- _Task statement_:
In the entries that follow, find the line containing "treat any error", then output exactly every line from the first through that one.

------ Extracted records ------

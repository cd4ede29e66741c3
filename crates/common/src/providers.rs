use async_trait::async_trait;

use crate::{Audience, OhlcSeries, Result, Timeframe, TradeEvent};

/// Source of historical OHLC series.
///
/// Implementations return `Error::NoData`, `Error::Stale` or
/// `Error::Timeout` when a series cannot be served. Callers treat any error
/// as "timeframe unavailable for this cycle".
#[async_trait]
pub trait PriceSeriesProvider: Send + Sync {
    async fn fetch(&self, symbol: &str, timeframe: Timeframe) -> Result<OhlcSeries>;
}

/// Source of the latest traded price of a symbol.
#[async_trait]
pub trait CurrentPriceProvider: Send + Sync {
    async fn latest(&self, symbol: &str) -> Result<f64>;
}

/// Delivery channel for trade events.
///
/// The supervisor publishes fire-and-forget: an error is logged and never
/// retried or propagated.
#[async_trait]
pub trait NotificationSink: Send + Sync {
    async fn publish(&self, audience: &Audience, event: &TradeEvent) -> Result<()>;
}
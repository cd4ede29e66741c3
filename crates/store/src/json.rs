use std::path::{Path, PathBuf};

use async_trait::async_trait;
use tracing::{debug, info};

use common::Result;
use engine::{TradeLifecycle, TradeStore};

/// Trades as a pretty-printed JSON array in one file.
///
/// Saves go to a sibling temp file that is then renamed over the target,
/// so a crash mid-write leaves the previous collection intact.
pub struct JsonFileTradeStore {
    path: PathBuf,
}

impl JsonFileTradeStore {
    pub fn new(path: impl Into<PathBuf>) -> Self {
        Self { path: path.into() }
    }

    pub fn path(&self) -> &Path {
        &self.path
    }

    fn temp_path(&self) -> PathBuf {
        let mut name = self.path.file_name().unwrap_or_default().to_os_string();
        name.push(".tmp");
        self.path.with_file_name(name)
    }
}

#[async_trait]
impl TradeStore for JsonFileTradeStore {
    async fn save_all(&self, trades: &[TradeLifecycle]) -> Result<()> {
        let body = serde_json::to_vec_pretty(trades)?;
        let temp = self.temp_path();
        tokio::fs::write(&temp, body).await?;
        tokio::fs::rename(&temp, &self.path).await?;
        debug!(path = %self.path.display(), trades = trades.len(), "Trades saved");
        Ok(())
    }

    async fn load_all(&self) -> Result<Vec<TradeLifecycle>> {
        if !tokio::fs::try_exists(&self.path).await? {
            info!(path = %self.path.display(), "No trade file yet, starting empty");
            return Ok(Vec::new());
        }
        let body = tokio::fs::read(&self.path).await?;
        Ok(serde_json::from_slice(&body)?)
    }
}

------

- _Result_:
repository cd4ede29e66741c3
filename crates/common/src/providers.rs
use async_trait::async_trait;

use crate::{Audience, OhlcSeries, Result, Timeframe, TradeEvent};

/// Source of historical OHLC series.
///
/// Implementations return `Error::NoData`, `Error::Stale` or
/// `Error::Timeout` when a series cannot be served. Callers treat any error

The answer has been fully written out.